Provided information:
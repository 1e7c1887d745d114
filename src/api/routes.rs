use std::sync::Arc;

use axum::{
    extract::{Path, Query, State},
    routing::get,
    Json, Router,
};
use serde::{Deserialize, Serialize};

use crate::api::health::HealthState;
use crate::api::timings::CycleTimings;
use crate::db::models::ProductUpdateRow;
use crate::error::AppError;
use crate::state::{CursorKind, Cursors};

const DEFAULT_UPDATES_LIMIT: i64 = 50;
const MAX_UPDATES_LIMIT: i64 = 500;

#[derive(Clone)]
pub struct ApiState {
    pub pool: sqlx::SqlitePool,
    pub health: Arc<HealthState>,
    pub timings: Arc<CycleTimings>,
    pub cursors: Arc<Cursors>,
}

pub fn router(state: ApiState) -> Router {
    Router::new()
        .route("/health", get(get_health))
        .route("/stats/cycles", get(get_stats_cycles))
        .route("/cursors", get(get_cursors))
        .route("/products/:id/updates", get(get_product_updates))
        .with_state(state)
}

// ---------------------------------------------------------------------------
// Query param structs
// ---------------------------------------------------------------------------

#[derive(Deserialize)]
pub struct UpdatesQuery {
    pub limit: Option<i64>,
}

// ---------------------------------------------------------------------------
// Response types
// ---------------------------------------------------------------------------

#[derive(Serialize)]
pub struct HealthResponse {
    pub status: &'static str,
    pub broker_connected: bool,
    pub cycles_completed: u64,
    pub last_cycle_at_ns: Option<u64>,
    pub last_dispatched: u64,
    pub last_changed: u64,
}

#[derive(Serialize)]
pub struct CycleStatsResponse {
    pub samples: u64,
    pub p50_ms: Option<u64>,
    pub p95_ms: Option<u64>,
    pub p99_ms: Option<u64>,
    pub max_ms: Option<u64>,
}

#[derive(Serialize)]
pub struct CursorsResponse {
    pub last_check_msg: u64,
    pub last_check_product: u64,
}

// ---------------------------------------------------------------------------
// Handlers
// ---------------------------------------------------------------------------

async fn get_health(State(state): State<ApiState>) -> Json<HealthResponse> {
    let h = &state.health;
    let last = h.last_cycle_at_ns();
    Json(HealthResponse {
        status: if h.broker_connected() { "ok" } else { "degraded" },
        broker_connected: h.broker_connected(),
        cycles_completed: h.cycles_completed(),
        last_cycle_at_ns: (last > 0).then_some(last),
        last_dispatched: h.last_dispatched(),
        last_changed: h.last_changed(),
    })
}

async fn get_stats_cycles(State(state): State<ApiState>) -> Json<CycleStatsResponse> {
    let (p50_ms, p95_ms, p99_ms) = state.timings.percentiles();
    Json(CycleStatsResponse {
        samples: state.timings.len(),
        p50_ms,
        p95_ms,
        p99_ms,
        max_ms: state.timings.max_ms(),
    })
}

async fn get_cursors(State(state): State<ApiState>) -> Json<CursorsResponse> {
    Json(CursorsResponse {
        last_check_msg: state.cursors.get(CursorKind::Messages),
        last_check_product: state.cursors.get(CursorKind::Products),
    })
}

async fn get_product_updates(
    State(state): State<ApiState>,
    Path(product_id): Path<String>,
    Query(params): Query<UpdatesQuery>,
) -> Result<Json<Vec<ProductUpdateRow>>, AppError> {
    let limit = params
        .limit
        .unwrap_or(DEFAULT_UPDATES_LIMIT)
        .clamp(1, MAX_UPDATES_LIMIT);

    let known: Option<i64> = sqlx::query_scalar("SELECT _id FROM product WHERE id = ?")
        .bind(&product_id)
        .fetch_optional(&state.pool)
        .await?;
    if known.is_none() {
        return Err(AppError::NotFound(format!("product {product_id}")));
    }

    let rows: Vec<ProductUpdateRow> = sqlx::query_as(
        r#"
        SELECT id, title, currency, price, price_low, price_high, stock, sales, comments, update_time
        FROM product_update
        WHERE id = ?
        ORDER BY update_time DESC, _id DESC
        LIMIT ?
        "#,
    )
    .bind(&product_id)
    .bind(limit)
    .fetch_all(&state.pool)
    .await?;

    Ok(Json(rows))
}
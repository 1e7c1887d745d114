mod api;
mod broker;
mod config;
mod consumer;
mod db;
mod dispatcher;
mod dump;
mod error;
mod notifier;
mod pipeline;
mod reconcile;
mod scanner;
mod state;
#[cfg(test)]
mod test_support;
mod types;

use std::sync::Arc;
use std::time::Duration;

use tokio_util::sync::CancellationToken;
use tracing::{error, info};
use tracing_subscriber::EnvFilter;

use crate::api::routes::{router, ApiState};
use crate::api::{CycleTimings, HealthState};
use crate::broker::BeanstalkClient;
use crate::config::{Config, BROKER_RETRY_BACKOFF_SECS, CONNECT_ATTEMPTS, DB_RETRY_BACKOFF_SECS};
use crate::dump::Dumper;
use crate::error::{AppError, Result};
use crate::pipeline::{Pipeline, PipelineContext};
use crate::state::{CheckpointStore, Cursors};

#[tokio::main]
async fn main() {
    let cfg = match Config::from_env() {
        Ok(c) => c,
        Err(e) => {
            eprintln!("Config error: {e}");
            std::process::exit(1);
        }
    };

    tracing_subscriber::fmt()
        .with_env_filter(EnvFilter::new(&cfg.log_level))
        .init();

    if let Err(e) = run(cfg).await {
        error!("Fatal error: {e}");
        std::process::exit(1);
    }
}

async fn run(cfg: Config) -> Result<()> {
    // --- Stores ---
    let pool = db::connect_with_retry(
        &cfg.db_path,
        CONNECT_ATTEMPTS,
        Duration::from_secs(DB_RETRY_BACKOFF_SECS),
    )
    .await?;
    db::migrate(&pool).await?;

    let checkpoints = CheckpointStore::open(&cfg.checkpoint_path).await?;
    let cursors = Arc::new(Cursors::load(&checkpoints).await?);

    // --- Broker ---
    let broker = BeanstalkClient::connect_with_retry(
        &cfg.broker_addr(),
        CONNECT_ATTEMPTS,
        Duration::from_secs(BROKER_RETRY_BACKOFF_SECS),
    )
    .await
    .map_err(|e| AppError::Bootstrap(format!("broker at {} unreachable: {e}", cfg.broker_addr())))?;
    info!(
        addr = broker.addr(),
        results = %cfg.result_tube,
        tasks = %cfg.task_tube,
        notifications = %cfg.notify_tube,
        "Broker ready"
    );

    let dumper = Dumper::new(cfg.dump_dir.clone());
    dumper.prepare().await;

    let health = Arc::new(HealthState::new());
    health.set_broker_connected(true);
    let timings = Arc::new(CycleTimings::new());
    let cancel = CancellationToken::new();

    // HTTP API server
    let api_state = ApiState {
        pool: pool.clone(),
        health: Arc::clone(&health),
        timings: Arc::clone(&timings),
        cursors: Arc::clone(&cursors),
    };
    let app = router(api_state);
    let bind_addr = format!("0.0.0.0:{}", cfg.api_port);
    let listener = tokio::net::TcpListener::bind(&bind_addr).await?;
    info!("HTTP API listening on {bind_addr}");
    let api_cancel = cancel.clone();
    let api_handle = tokio::spawn(async move {
        axum::serve(listener, app)
            .with_graceful_shutdown(async move { api_cancel.cancelled().await })
            .await
    });

    // Pipeline (drain + dispatch, every polling interval)
    let ctx = PipelineContext {
        cfg,
        pool,
        broker: Arc::new(broker),
        checkpoints,
        cursors,
        health,
        timings,
        dumper,
    };
    let pipeline = Pipeline::new(&ctx);
    let pipeline_handle = tokio::spawn(pipeline.run(cancel.clone()));

    shutdown_signal().await;
    cancel.cancel();

    if let Err(e) = pipeline_handle.await {
        error!("Pipeline task failed: {e}");
    }
    match api_handle.await {
        Ok(Err(e)) => error!("HTTP API stopped with error: {e}"),
        Err(e) => error!("HTTP API task failed: {e}"),
        Ok(Ok(())) => {}
    }
    info!("Shutdown complete");
    Ok(())
}

async fn shutdown_signal() {
    let ctrl_c = async {
        if let Err(e) = tokio::signal::ctrl_c().await {
            error!("Failed to listen for Ctrl-C: {e}");
            std::future::pending::<()>().await;
        }
    };

    #[cfg(unix)]
    let terminate = async {
        match tokio::signal::unix::signal(tokio::signal::unix::SignalKind::terminate()) {
            Ok(mut sig) => {
                sig.recv().await;
            }
            Err(e) => {
                error!("Failed to install SIGTERM handler: {e}");
                std::future::pending::<()>().await;
            }
        }
    };

    #[cfg(not(unix))]
    let terminate = std::future::pending::<()>();

    tokio::select! {
        () = ctrl_c => info!("Received SIGINT (Ctrl-C), starting graceful shutdown"),
        () = terminate => info!("Received SIGTERM, starting graceful shutdown"),
    }
}
use std::sync::Arc;
use std::time::{Duration, Instant, SystemTime, UNIX_EPOCH};

use sqlx::SqlitePool;
use tokio_util::sync::CancellationToken;
use tracing::{debug, error, info};

use crate::api::{CycleTimings, HealthState};
use crate::broker::{Broker, PutOptions};
use crate::config::Config;
use crate::consumer::{DrainReport, JobConsumer};
use crate::dispatcher::{DispatchReport, Dispatcher};
use crate::dump::Dumper;
use crate::notifier::Notifier;
use crate::reconcile::Reconciler;
use crate::scanner::ChangeScanner;
use crate::state::{CheckpointStore, Cursors};

/// Everything the pipeline shares with the rest of the process.
#[derive(Clone)]
pub struct PipelineContext {
    pub cfg: Config,
    pub pool: SqlitePool,
    pub broker: Arc<dyn Broker>,
    pub checkpoints: CheckpointStore,
    pub cursors: Arc<Cursors>,
    pub health: Arc<HealthState>,
    pub timings: Arc<CycleTimings>,
    pub dumper: Dumper,
}

#[derive(Debug, Clone, PartialEq, Eq)]
pub struct CycleReport {
    pub drain: DrainReport,
    pub dispatched: Option<DispatchReport>,
}

/// One drain of the result tube followed by one dispatch, repeated.
pub struct Pipeline {
    consumer: JobConsumer,
    dispatcher: Dispatcher,
    health: Arc<HealthState>,
    timings: Arc<CycleTimings>,
    batch_capacity: usize,
    polling_interval: Duration,
}

impl Pipeline {
    pub fn new(ctx: &PipelineContext) -> Self {
        let cfg = &ctx.cfg;
        let put_opts = PutOptions {
            priority: cfg.put_priority,
            delay: cfg.put_delay,
            ttr: cfg.put_ttr,
        };

        let scanner = ChangeScanner::new(
            ctx.pool.clone(),
            ctx.checkpoints.clone(),
            Arc::clone(&ctx.cursors),
            cfg.redispatch_interval,
        );
        let dispatcher = Dispatcher::new(
            scanner,
            ctx.pool.clone(),
            Arc::clone(&ctx.broker),
            ctx.dumper.clone(),
            cfg.task_tube.clone(),
            put_opts,
        );
        let notifier = Notifier::new(
            ctx.pool.clone(),
            Arc::clone(&ctx.broker),
            ctx.dumper.clone(),
            cfg.notify_tube.clone(),
            put_opts,
            cfg.locale,
        );
        let consumer = JobConsumer::new(
            Arc::clone(&ctx.broker),
            Reconciler::new(ctx.pool.clone()),
            notifier,
            ctx.dumper.clone(),
            Arc::clone(&ctx.health),
            cfg.result_tube.clone(),
            cfg.reserve_timeout,
            cfg.malformed_job_policy,
        );

        Self {
            consumer,
            dispatcher,
            health: Arc::clone(&ctx.health),
            timings: Arc::clone(&ctx.timings),
            batch_capacity: cfg.batch_capacity,
            polling_interval: cfg.polling_interval,
        }
    }

    /// Runs cycles until `cancel` fires. The first cycle starts immediately;
    /// the pause is measured from the end of a cycle, so cycles never overlap.
    pub async fn run(self, cancel: CancellationToken) {
        info!(
            capacity = self.batch_capacity,
            interval_secs = self.polling_interval.as_secs(),
            "Pipeline started"
        );
        while !cancel.is_cancelled() {
            self.run_cycle(&cancel).await;
            tokio::select! {
                _ = cancel.cancelled() => break,
                _ = tokio::time::sleep(self.polling_interval) => {}
            }
        }
        info!("Pipeline stopped");
    }

    pub async fn run_cycle(&self, cancel: &CancellationToken) -> CycleReport {
        let started = Instant::now();
        let drain = self.consumer.drain(cancel).await;

        let dispatched = if cancel.is_cancelled() {
            None
        } else {
            match self.dispatcher.dispatch(self.batch_capacity).await {
                Ok(report) => report,
                Err(e) => {
                    error!("Dispatch failed: {e}");
                    None
                }
            }
        };

        let elapsed = started.elapsed();
        self.timings.record(elapsed);
        self.health.record_cycle(
            now_ns(),
            dispatched.as_ref().map_or(0, |d| d.total() as u64),
            drain.changed as u64,
        );
        debug!(elapsed_ms = elapsed.as_millis() as u64, "Cycle complete");

        CycleReport { drain, dispatched }
    }
}

fn now_ns() -> u64 {
    SystemTime::now()
        .duration_since(UNIX_EPOCH)
        .unwrap_or_default()
        .as_nanos() as u64
}
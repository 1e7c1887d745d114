use std::sync::Arc;

use chrono::Utc;
use sqlx::SqlitePool;
use tracing::{error, info, warn};
use uuid::Uuid;

use crate::broker::{put_on, Broker, PutOptions};
use crate::dump::Dumper;
use crate::error::Result;
use crate::scanner::ChangeScanner;
use crate::state::CursorKind;
use crate::types::{format_db_time, Payload, Task, WorkItem};

/// Summary of one dispatched task envelope.
#[derive(Debug, Clone, PartialEq, Eq)]
pub struct DispatchReport {
    pub task_id: String,
    pub messages: usize,
    pub products: usize,
}

impl DispatchReport {
    pub fn total(&self) -> usize {
        self.messages + self.products
    }
}

/// Packs freshly scanned work into one task envelope and puts it on the task tube.
pub struct Dispatcher {
    scanner: ChangeScanner,
    pool: SqlitePool,
    broker: Arc<dyn Broker>,
    dumper: Dumper,
    task_tube: String,
    put_opts: PutOptions,
}

impl Dispatcher {
    pub fn new(
        scanner: ChangeScanner,
        pool: SqlitePool,
        broker: Arc<dyn Broker>,
        dumper: Dumper,
        task_tube: String,
        put_opts: PutOptions,
    ) -> Self {
        Self {
            scanner,
            pool,
            broker,
            dumper,
            task_tube,
            put_opts,
        }
    }

    /// Messages take precedence; products fill whatever capacity is left.
    /// Returns None when there was nothing to dispatch.
    pub async fn dispatch(&self, capacity: usize) -> Result<Option<DispatchReport>> {
        let mut items = self.scanner.scan(CursorKind::Messages, capacity).await;
        let messages = items.len();
        let products = self
            .scanner
            .scan(CursorKind::Products, capacity.saturating_sub(messages))
            .await;
        items.extend(products);

        if items.is_empty() {
            return Ok(None);
        }

        let product_rows: Vec<u64> = items
            .iter()
            .filter_map(|item| match item {
                WorkItem::Product(p) => Some(p.row_id),
                WorkItem::Message(_) => None,
            })
            .collect();

        let task = Task {
            id: Uuid::new_v4().to_string(),
            create_time: Utc::now(),
            report_time: None,
            payloads: items.into_iter().map(Payload::from).collect(),
        };
        let body = serde_json::to_vec(&task)?;
        self.dumper.write(&format!("{}_runner.json", task.id), &body).await;

        if let Err(e) = self.stamp_dispatched(&product_rows).await {
            warn!(task_id = %task.id, "Failed to stamp last_dispatch_time: {e}");
        }

        let job_id = put_on(self.broker.as_ref(), &self.task_tube, self.put_opts, &body)
            .await
            .inspect_err(|e| error!(task_id = %task.id, "Task put failed: {e}"))?;

        let report = DispatchReport {
            task_id: task.id,
            messages,
            products: product_rows.len(),
        };
        info!(
            task_id = %report.task_id,
            job_id,
            messages = report.messages,
            products = report.products,
            "Dispatched {} payloads",
            report.total(),
        );
        Ok(Some(report))
    }

    async fn stamp_dispatched(&self, rows: &[u64]) -> Result<()> {
        if rows.is_empty() {
            return Ok(());
        }
        let now = format_db_time(Utc::now());
        let mut tx = self.pool.begin().await?;
        for row_id in rows {
            sqlx::query("UPDATE product SET last_dispatch_time = ? WHERE _id = ?")
                .bind(&now)
                .bind(i64::try_from(*row_id).unwrap_or(i64::MAX))
                .execute(&mut *tx)
                .await?;
        }
        tx.commit().await?;
        Ok(())
    }
}
use std::ffi::OsStr;
use std::path::{Path, PathBuf};

use tracing::debug;

/// Best-effort debug copies of the payloads exchanged with the broker.
/// Nothing here is allowed to affect the pipeline.
#[derive(Debug, Clone)]
pub struct Dumper {
    dir: Option<PathBuf>,
}

impl Dumper {
    pub fn new(dir: Option<PathBuf>) -> Self {
        Self { dir }
    }

    #[cfg(test)]
    pub fn disabled() -> Self {
        Self { dir: None }
    }

    pub async fn prepare(&self) {
        if let Some(dir) = &self.dir {
            if let Err(e) = tokio::fs::create_dir_all(dir).await {
                debug!("dump dir {} unavailable: {e}", dir.display());
            }
        }
    }

    pub async fn write(&self, name: &str, data: &[u8]) {
        let Some(dir) = &self.dir else {
            return;
        };
        if name.is_empty() || data.is_empty() {
            return;
        }
        // Names come from task ids; anything but a bare file name stays out.
        if Path::new(name).file_name() != Some(OsStr::new(name)) {
            debug!("dump {name:?} skipped: not a plain file name");
            return;
        }
        let path = dir.join(name);
        if let Err(e) = tokio::fs::write(&path, data).await {
            debug!("dump {} skipped: {e}", path.display());
        }
    }
}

About this task:
Word for word, repeat the data from its first line through the line with "use crate::api::health::HealthState;", including both of those lines and no others.

Your solution:
repository 1e7c1887d745d114
filename src/api/routes.rs
use std::sync::Arc;

use axum::{
    extract::{Path, Query, State},
    routing::get,
    Json, Router,
};
use serde::{Deserialize, Serialize};

use crate::api::health::HealthState;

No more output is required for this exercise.